胸の鼓動が収まるのを待って、私は漸く立ち上がり、車を留めてある自衛隊橋に向かった。吊り橋を渡るとき、気のせいか、いつもより大きく揺れたような気がした。

私の頭の中は収拾がつかないままだった。素晴らしいブラウンを釣った。それも3匹立て続けに。まるで夢のようだ。いや、夢にも見たことがなかった。

私は今日、これまで一度も糸に結んだことのないフライを使った。しかも浮きが悪く、ひどいドラッグが掛かっていた。
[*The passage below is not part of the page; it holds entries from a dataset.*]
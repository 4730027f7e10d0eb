//! Named board cells.

use serde::{Deserialize, Serialize};
use tracing::instrument;

/// A cell on the canonical board (0-8, row-major, human's viewpoint).
#[derive(
    Debug, Clone, Copy, PartialEq, Eq, Hash, PartialOrd, Ord, Serialize, Deserialize, strum::EnumIter,
)]
#[serde(rename_all = "snake_case")]
pub enum Position {
    /// Top-left (position 0)
    TopLeft,
    /// Top-center (position 1)
    TopCenter,
    /// Top-right (position 2)
    TopRight,
    /// Middle-left (position 3)
    MiddleLeft,
    /// Center (position 4)
    Center,
    /// Middle-right (position 5)
    MiddleRight,
    /// Bottom-left (position 6)
    BottomLeft,
    /// Bottom-center (position 7)
    BottomCenter,
    /// Bottom-right (position 8)
    BottomRight,
}

impl Position {
    /// All 9 positions.
    pub const ALL: [Position; 9] = [
        Position::TopLeft,
        Position::TopCenter,
        Position::TopRight,
        Position::MiddleLeft,
        Position::Center,
        Position::MiddleRight,
        Position::BottomLeft,
        Position::BottomCenter,
        Position::BottomRight,
    ];

    /// Get label for this position (for display).
    pub fn label(&self) -> &'static str {
        match self {
            Position::TopLeft => "Top-left",
            Position::TopCenter => "Top-center",
            Position::TopRight => "Top-right",
            Position::MiddleLeft => "Middle-left",
            Position::Center => "Center",
            Position::MiddleRight => "Middle-right",
            Position::BottomLeft => "Bottom-left",
            Position::BottomCenter => "Bottom-center",
            Position::BottomRight => "Bottom-right",
        }
    }

    /// Converts position to board index (0-8).
    pub fn to_index(self) -> usize {
        self as usize
    }

    /// Creates position from board index.
    pub fn from_index(index: usize) -> Option<Self> {
        Self::ALL.get(index).copied()
    }

    /// Creates position from row and column (each 0-2).
    pub fn from_row_col(row: usize, col: usize) -> Option<Self> {
        if row < 3 && col < 3 {
            Self::from_index(row * 3 + col)
        } else {
            None
        }
    }

    /// Row on the canonical board (0 is the far side from the human).
    pub fn row(self) -> usize {
        self.to_index() / 3
    }

    /// Column on the canonical board (0 is the human's left).
    pub fn col(self) -> usize {
        self.to_index() % 3
    }

    /// The same physical cell seen from the opposite side of the table.
    ///
    /// `row' = 2 - row`, `col' = 2 - col`; the transform is its own inverse.
    #[instrument(level = "trace")]
    pub fn mirrored(self) -> Self {
        Self::ALL[8 - self.to_index()]
    }
}

impl std::fmt::Display for Position {
    fn fmt(&self, f: &mut std::fmt::Formatter<'_>) -> std::fmt::Result {
        write!(f, "{}", self.label())
    }
}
結果から見る限り、ドライフライの釣り方ではない方法で釣れてしまった。

今まで目指してきたナチュラルドリフトは一体なんだったのだ。だいたい3匹目の魚など、魚が出てきたのが見えなかった。魚が出てくる時は、あの太郎がそうだったように、フライが流れている場所で大きな水飛沫が上がる筈だった。それが波紋はおろか、何の前触れもなく、いきなりロッドに当たりが伝わってきた。
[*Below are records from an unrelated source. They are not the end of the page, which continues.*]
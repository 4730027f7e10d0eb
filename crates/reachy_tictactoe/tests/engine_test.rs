//! Decision engine properties over every reachable position.

use reachy_tictactoe::{
    Board, CellValue, EngineError, Move, Mover, Outcome, Position, choose_move, evaluate,
    minimax_value,
};
use std::collections::HashSet;

/// Every board reachable by legal alternating play, with the side to move.
fn reachable() -> Vec<(Board, Mover)> {
    let mut seen = HashSet::new();
    let mut stack = vec![(Board::EMPTY, Mover::Robot), (Board::EMPTY, Mover::Human)];
    let mut out = Vec::new();
    while let Some((board, to_move)) = stack.pop() {
        if !seen.insert((board, to_move)) {
            continue;
        }
        if evaluate(&board).unwrap().is_terminal() {
            continue;
        }
        out.push((board, to_move));
        for position in board.vacant_positions() {
            let next = board.apply(Move::new(position, to_move)).unwrap();
            stack.push((next, to_move.opponent()));
        }
    }
    out
}

fn value_after(board: &Board, mv: Move) -> i8 {
    let next = board.apply(mv).unwrap();
    minimax_value(&next, mv.mover.opponent()).unwrap()
}

#[test]
fn test_choice_is_never_worse_than_best() {
    for (board, mover) in reachable() {
        let decision = choose_move(&board, mover).unwrap();
        let values: Vec<i8> = board
            .vacant_positions()
            .map(|p| value_after(&board, Move::new(p, mover)))
            .collect();
        let best = match mover {
            Mover::Robot => *values.iter().max().unwrap(),
            Mover::Human => *values.iter().min().unwrap(),
        };
        assert_eq!(decision.value, best, "board {board}, {mover} to move");
        assert_eq!(
            value_after(&board, decision.mv),
            best,
            "board {board}, {mover} to move"
        );
        assert!(board.is_vacant(decision.mv.position));
        assert_eq!(decision.mv.mover, mover);
    }
}

#[test]
fn test_immediate_win_always_taken() {
    for (board, _) in reachable() {
        let winning: Vec<Position> = board
            .vacant_positions()
            .filter(|p| {
                let next = board.apply(Move::new(*p, Mover::Robot)).unwrap();
                evaluate(&next) == Ok(Outcome::Won(Mover::Robot))
            })
            .collect();
        if winning.is_empty() {
            continue;
        }
        let decision = choose_move(&board, Mover::Robot).unwrap();
        assert!(
            winning.contains(&decision.mv.position),
            "board {board}: chose {} over {winning:?}",
            decision.mv.position
        );
    }
}

#[test]
fn test_immediate_threat_blocked_without_own_win() {
    for (board, _) in reachable() {
        let own_win = board.vacant_positions().any(|p| {
            let next = board.apply(Move::new(p, Mover::Robot)).unwrap();
            evaluate(&next) == Ok(Outcome::Won(Mover::Robot))
        });
        let threats: Vec<Position> = board
            .vacant_positions()
            .filter(|p| {
                let next = board.apply(Move::new(*p, Mover::Human)).unwrap();
                evaluate(&next) == Ok(Outcome::Won(Mover::Human))
            })
            .collect();
        if own_win || threats.len() != 1 {
            continue;
        }
        let decision = choose_move(&board, Mover::Robot).unwrap();
        assert_eq!(decision.mv.position, threats[0], "board {board}");
    }
}

#[test]
fn test_deterministic_across_calls() {
    for (board, mover) in reachable().into_iter().take(200) {
        assert_eq!(choose_move(&board, mover), choose_move(&board, mover));
    }
}

#[test]
fn test_safe_to_call_from_many_threads() {
    let positions = reachable();
    let expected: Vec<_> = positions
        .iter()
        .map(|(b, m)| choose_move(b, *m).unwrap())
        .collect();

    std::thread::scope(|scope| {
        let handles: Vec<_> = positions
            .chunks(positions.len() / 4 + 1)
            .map(|chunk| {
                scope.spawn(move || {
                    chunk
                        .iter()
                        .map(|(b, m)| choose_move(b, *m).unwrap())
                        .collect::<Vec<_>>()
                })
            })
            .collect();
        let actual: Vec<_> = handles
            .into_iter()
            .flat_map(|h| h.join().unwrap())
            .collect();
        assert_eq!(actual, expected);
    });
}

#[test]
fn test_perfect_play_always_draws() {
    for first in [Mover::Robot, Mover::Human] {
        let mut board = Board::EMPTY;
        let mut to_move = first;
        let predicted = minimax_value(&board, to_move).unwrap();
        while !evaluate(&board).unwrap().is_terminal() {
            let decision = choose_move(&board, to_move).unwrap();
            assert_eq!(decision.value, predicted, "value drifted on {board}");
            board = board.apply(decision.mv).unwrap();
            to_move = to_move.opponent();
        }
        assert_eq!(evaluate(&board), Ok(Outcome::Draw));
        assert_eq!(board.count(CellValue::Empty), 0);
    }
}

#[test]
fn test_full_board_reports_game_over() {
    let board: Board = "HRH/HRR/RHH".parse().unwrap();
    assert_eq!(
        choose_move(&board, Mover::Robot),
        Err(EngineError::GameOver {
            outcome: Outcome::Draw
        })
    );
}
「フライを捕らえた魚は、すぐにそれが偽物だと気づいて吐き出す。だから魚がフライをくわえたら、間髪を入れずに合わせなければ逃げられてしまう。」

これまで何度も聞かされてきた、このフライフィッシングの常識は一体どうなったのだろう。

魚はフライを吐き出さなかったどころか、はっきり判るほど大きな当たりがロッドに伝わってきたのだ。その魚が狡猾で、もっとも釣るのが難しいと言われたブラウントラウト、しかも一番大きな魚だったではないか。

私はこの日、自分がこれまで想像したこともない、全く未知の世界に迷い込んでしまったことに気づいた。これまでに知ったことを根底から覆す出来事が、この先、際限なく起こることを予感していた。